Guidelines for Good vs. Bad Favors

Asking for a favor can be intimidating, whether you’re reaching out to a CEO to review your resume or networking for new opportunities.

However, it’s important to remember that not all favors are created equal. In fact, there are certain characteristics that differentiate a good favor from a bad one.

Characteristics of a Bad Favor

One of the primary characteristics of a bad favor is when it lacks specific information. For instance, if you were to ask a CEO to “take a look at my resume,” this is an overly vague request that may not yield usable feedback.

Instead, try to focus your ask on one particular issue, such as “Would you mind reviewing the formatting of my resume and offering some suggestions on how to improve it?”

Another mark of a bad favor is when it can be easily found through a Google search. For example, if you were to email someone in search of open jobs within a specific company, it’s likely that you could have discovered this information yourself with some minimal research.

Asking for someone’s time or effort in something that could be learned independently reflects poorly on both parties. Finally, a bad favor is more likely to be perceived as such if it takes up too much of someone’s time.

If your favor involves a great deal of work, it’s essential to acknowledge the effort that will be required and to offer some sort of compensation or gesture of appreciation.

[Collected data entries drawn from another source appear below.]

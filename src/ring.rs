use crate::invariants::debug_assert_power_of_two;
use crate::sequencer::Sequence;
use std::cell::UnsafeCell;

/// Preallocated, fixed-capacity slot storage indexed by sequence number.
///
/// Pure storage: all visibility and exclusivity rules live in the
/// [`Sequencer`](crate::Sequencer), which is the single source of truth for
/// which slots may be read or written. The ring itself carries no counters
/// and no synchronization.
///
/// Slots exist for the lifetime of the ring. Producers and consumers mutate
/// and read them in place; events are never allocated or freed per message.
pub struct RingBuffer<E> {
    /// The slot array.
    ///
    /// Uses `Box<[_]>` instead of `Vec<_>` because the size is fixed at
    /// construction and never grows.
    slots: Box<[UnsafeCell<E>]>,
    /// Capacity minus one; capacity is a power of two.
    mask: usize,
}

// Safety: RingBuffer hands out references to slots across threads. The
// sequencer's publication protocol guarantees a slot is never written and
// read concurrently: the producer has exclusive access between claim and
// publish, consumers only read at or below the published cursor, and gating
// keeps the producer a full lap away from any unread slot.
unsafe impl<E: Send> Send for RingBuffer<E> {}
unsafe impl<E: Send> Sync for RingBuffer<E> {}

impl<E> RingBuffer<E> {
    /// Creates a ring with every slot initialized from the factory.
    pub(crate) fn new<F: FnMut() -> E>(capacity: usize, mut factory: F) -> Self {
        debug_assert_power_of_two!(capacity);

        let mut slots = Vec::with_capacity(capacity);
        slots.resize_with(capacity, || UnsafeCell::new(factory()));

        Self {
            slots: slots.into_boxed_slice(),
            mask: capacity - 1,
        }
    }

    /// Returns the ring capacity.
    #[inline]
    pub fn capacity(&self) -> usize {
        self.mask + 1
    }

    /// Maps a sequence to its slot index.
    #[inline]
    fn index(&self, sequence: Sequence) -> usize {
        (sequence as usize) & self.mask
    }

    /// Returns a shared reference to the slot for `sequence`.
    ///
    /// # Safety
    ///
    /// The caller must have observed a published cursor `>= sequence`, and
    /// the producer must still be gated behind this consumer (both are
    /// guaranteed inside an event processor's drain loop). Otherwise the
    /// slot may be concurrently written.
    #[inline]
    pub(crate) unsafe fn slot(&self, sequence: Sequence) -> &E {
        &*self.slots[self.index(sequence)].get()
    }

    /// Returns an exclusive reference to the slot for `sequence`.
    ///
    /// # Safety
    ///
    /// The caller must hold the claim for `sequence` (obtained from
    /// `Sequencer::try_claim` and not yet published). The claim window is
    /// the only time a slot may be mutated.
    #[inline]
    #[allow(clippy::mut_from_ref)]
    pub(crate) unsafe fn slot_mut(&self, sequence: Sequence) -> &mut E {
        &mut *self.slots[self.index(sequence)].get()
    }
}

Characteristics of a Good Favor

Conversely, a good favor is characterized by specificity. A specific, well-defined request is more likely to yield a useful result.

Consider the difference between asking someone to “pick your brain about finance” and asking “could you offer some insight into the current trends in real estate finance? I’d love to hear your perspective on this industry.”

A good favor is also one that isn’t simply Googleable.

The point is to tap into someone’s specific knowledge or expertise, rather than asking for information that can be found on the internet. Good favors ask the right person, rather than simply wasting someone’s time.

Lastly, a good favor is one that is short in length, both in the initial request and in follow-up communications. Short requests put less pressure on the person who is being asked, allowing them to reply in an equally brief manner.

This can be key to keep the conversation going and not discourage the person who is helping, especially if they are very busy.

Tailoring Your Ask

Tailoring your ask to the individual you are approaching can be tricky. However, keeping these three elements in mind will help you to make a more purposeful, effective request.

Specificity in Your Ask

When you’re trying to get your foot in the door or make a connection with someone in a particular industry, you may be tempted to reach out with a broad request. However, keep in mind that vague requests don’t provide a strong incentive for someone to respond to you.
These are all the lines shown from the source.